◆ **Assigned task**
Gather every line in the records below that contains the word "Mutex".

*** Supplied data ***

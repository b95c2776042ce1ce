//! Debounced flushing of dirty stores
//!
//! Every mutation schedules a write for its store; writes are coalesced so
//! a burst of mutations inside the quiet period costs one write. A failed
//! write puts the scheduler into degraded mode: in-memory state keeps
//! working but nothing more is written until [`FlushScheduler::reset_degraded`].

use std::collections::{HashMap, HashSet};
use std::sync::atomic::{AtomicBool, AtomicU64, Ordering};
use std::sync::Arc;
use std::time::Duration;

use parking_lot::Mutex;
use tokio::runtime::Handle;
use tokio::task::JoinHandle;
use tracing::{debug, error, warn};

use super::backend::{StorageError, StoreKind};

/// Something that can persist one logical store on demand
pub trait FlushTarget: Send + Sync + 'static {
    fn write_store(&self, kind: StoreKind) -> Result<(), StorageError>;
}

struct Shared {
    target: Arc<dyn FlushTarget>,
    pending: Mutex<HashSet<StoreKind>>,
    degraded: AtomicBool,
    /// Serializes writes so a timer and a forced flush never interleave
    write_lock: Mutex<()>,
    writes: AtomicU64,
}

impl Shared {
    fn write(&self, kind: StoreKind) {
        let _guard = self.write_lock.lock();
        if self.degraded.load(Ordering::SeqCst) {
            self.pending.lock().insert(kind);
            return;
        }
        match self.target.write_store(kind) {
            Ok(()) => {
                self.writes.fetch_add(1, Ordering::Relaxed);
                debug!(store = %kind, "Flushed store");
            }
            Err(e) => {
                error!(store = %kind, error = %e, "Flush failed, persistence degraded");
                self.degraded.store(true, Ordering::SeqCst);
                self.pending.lock().insert(kind);
            }
        }
    }
}

pub struct FlushScheduler {
    shared: Arc<Shared>,
    quiet_period: Duration,
    timers: Mutex<HashMap<StoreKind, JoinHandle<()>>>,
    /// Absent outside a tokio runtime; scheduling then writes immediately
    runtime: Option<Handle>,
}

impl FlushScheduler {
    pub fn new(target: Arc<dyn FlushTarget>, quiet_period: Duration) -> Self {
        Self {
            shared: Arc::new(Shared {
                target,
                pending: Mutex::new(HashSet::new()),
                degraded: AtomicBool::new(false),
                write_lock: Mutex::new(()),
                writes: AtomicU64::new(0),
            }),
            quiet_period,
            timers: Mutex::new(HashMap::new()),
            runtime: Handle::try_current().ok(),
        }
    }

    /// Mark `kind` dirty and (re)start its quiet-period timer.
    /// While degraded the store is only marked dirty.
    pub fn schedule(&self, kind: StoreKind) {
        self.shared.pending.lock().insert(kind);
        if self.is_degraded() {
            return;
        }

        let Some(runtime) = &self.runtime else {
            self.shared.pending.lock().remove(&kind);
            self.shared.write(kind);
            return;
        };

        let shared = Arc::clone(&self.shared);
        let quiet = self.quiet_period;
        let mut timers = self.timers.lock();
        if let Some(previous) = timers.remove(&kind) {
            previous.abort();
        }
        let handle = runtime.spawn(async move {
            tokio::time::sleep(quiet).await;
            // No await past this point: an abort cannot cut a write in half
            if shared.pending.lock().remove(&kind) {
                shared.write(kind);
            }
        });
        timers.insert(kind, handle);
    }

    /// Write every pending store now, cancelling outstanding timers
    pub fn flush_now(&self) {
        if self.is_degraded() {
            let pending = self.shared.pending.lock().len();
            warn!(pending, "Persistence degraded, skipping flush");
            return;
        }
        for (_, timer) in self.timers.lock().drain() {
            timer.abort();
        }
        let drained: Vec<StoreKind> = self.shared.pending.lock().drain().collect();
        for kind in StoreKind::ALL {
            if drained.contains(&kind) {
                self.shared.write(kind);
            }
        }
    }

    pub fn is_degraded(&self) -> bool {
        self.shared.degraded.load(Ordering::SeqCst)
    }

    /// Leave degraded mode; pending stores are written on the next flush
    pub fn reset_degraded(&self) {
        self.shared.degraded.store(false, Ordering::SeqCst);
    }

    pub fn pending(&self) -> Vec<StoreKind> {
        let pending = self.shared.pending.lock();
        StoreKind::ALL
            .into_iter()
            .filter(|k| pending.contains(k))
            .collect()
    }

    /// Successful writes since construction
    pub fn write_count(&self) -> u64 {
        self.shared.writes.load(Ordering::Relaxed)
    }
}

impl Drop for FlushScheduler {
    fn drop(&mut self) {
        for (_, timer) in self.timers.lock().drain() {
            timer.abort();
        }
    }
}

#[cfg(test)]
mod tests {
    use super::*;

    #[derive(Default)]
    struct CountingTarget {
        writes: Mutex<Vec<StoreKind>>,
        fail: AtomicBool,
    }

    impl FlushTarget for CountingTarget {
        fn write_store(&self, kind: StoreKind) -> Result<(), StorageError> {
            if self.fail.load(Ordering::SeqCst) {
                return Err(StorageError::Io(std::io::Error::other("disk full")));
            }
            self.writes.lock().push(kind);
            Ok(())
        }
    }

    fn scheduler(target: &Arc<CountingTarget>) -> FlushScheduler {
        let dyn_target: Arc<dyn FlushTarget> = target.clone();
        FlushScheduler::new(dyn_target, Duration::from_millis(500))
    }

    #[tokio::test(start_paused = true)]
    async fn test_burst_coalesces_into_one_write() {
        let target = Arc::new(CountingTarget::default());
        let scheduler = scheduler(&target);

        for _ in 0..5 {
            scheduler.schedule(StoreKind::Graph);
            tokio::time::sleep(Duration::from_millis(100)).await;
        }
        assert!(target.writes.lock().is_empty(), "still inside quiet period");

        tokio::time::sleep(Duration::from_millis(600)).await;
        assert_eq!(*target.writes.lock(), vec![StoreKind::Graph]);
        assert!(scheduler.pending().is_empty());
    }

    #[tokio::test(start_paused = true)]
    async fn test_stores_flush_independently() {
        let target = Arc::new(CountingTarget::default());
        let scheduler = scheduler(&target);

        scheduler.schedule(StoreKind::State);
        tokio::time::sleep(Duration::from_millis(300)).await;
        scheduler.schedule(StoreKind::Graph);
        tokio::time::sleep(Duration::from_millis(300)).await;
        assert_eq!(*target.writes.lock(), vec![StoreKind::State]);

        tokio::time::sleep(Duration::from_millis(300)).await;
        assert_eq!(*target.writes.lock(), vec![StoreKind::State, StoreKind::Graph]);
    }

    #[tokio::test(start_paused = true)]
    async fn test_flush_now_writes_pending_and_cancels_timers() {
        let target = Arc::new(CountingTarget::default());
        let scheduler = scheduler(&target);

        scheduler.schedule(StoreKind::Delegations);
        scheduler.schedule(StoreKind::Tasks);
        scheduler.flush_now();
        assert_eq!(target.writes.lock().len(), 2);

        tokio::time::sleep(Duration::from_secs(2)).await;
        assert_eq!(target.writes.lock().len(), 2, "timers must not write again");
    }

    #[tokio::test(start_paused = true)]
    async fn test_failure_enters_degraded_mode() {
        let target = Arc::new(CountingTarget::default());
        target.fail.store(true, Ordering::SeqCst);
        let scheduler = scheduler(&target);

        scheduler.schedule(StoreKind::Graph);
        tokio::time::sleep(Duration::from_secs(1)).await;
        assert!(scheduler.is_degraded());
        assert_eq!(scheduler.pending(), vec![StoreKind::Graph]);

        target.fail.store(false, Ordering::SeqCst);
        scheduler.schedule(StoreKind::State);
        scheduler.flush_now();
        assert!(target.writes.lock().is_empty(), "degraded mode suppresses writes");

        assert_eq!(scheduler.pending(), vec![StoreKind::State, StoreKind::Graph]);

        scheduler.reset_degraded();
        scheduler.flush_now();
        assert_eq!(*target.writes.lock(), vec![StoreKind::State, StoreKind::Graph]);
        assert!(!scheduler.is_degraded());
        assert!(scheduler.pending().is_empty());
    }

    #[test]
    fn test_stores_dirtied_while_degraded_flush_after_reset() {
        let target = Arc::new(CountingTarget::default());
        target.fail.store(true, Ordering::SeqCst);
        let scheduler = scheduler(&target);

        scheduler.schedule(StoreKind::Graph);
        assert!(scheduler.is_degraded());
        target.fail.store(false, Ordering::SeqCst);
        scheduler.schedule(StoreKind::Delegations);
        scheduler.schedule(StoreKind::State);
        assert!(target.writes.lock().is_empty());

        scheduler.reset_degraded();
        scheduler.flush_now();
        assert_eq!(
            *target.writes.lock(),
            vec![StoreKind::State, StoreKind::Delegations, StoreKind::Graph]
        );
    }

    #[test]
    fn test_without_runtime_writes_immediately() {
        let target = Arc::new(CountingTarget::default());
        let scheduler = scheduler(&target);
        scheduler.schedule(StoreKind::State);
        assert_eq!(*target.writes.lock(), vec![StoreKind::State]);
        assert_eq!(scheduler.write_count(), 1);
    }
}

*** End of Supplied data ***

◆ **Exercise result**
use parking_lot::Mutex;
    pending: Mutex<HashSet<StoreKind>>,
    write_lock: Mutex<()>,
    timers: Mutex<HashMap<StoreKind, JoinHandle<()>>>,
                pending: Mutex::new(HashSet::new()),
                write_lock: Mutex::new(()),
            timers: Mutex::new(HashMap::new()),
        writes: Mutex<Vec<StoreKind>>,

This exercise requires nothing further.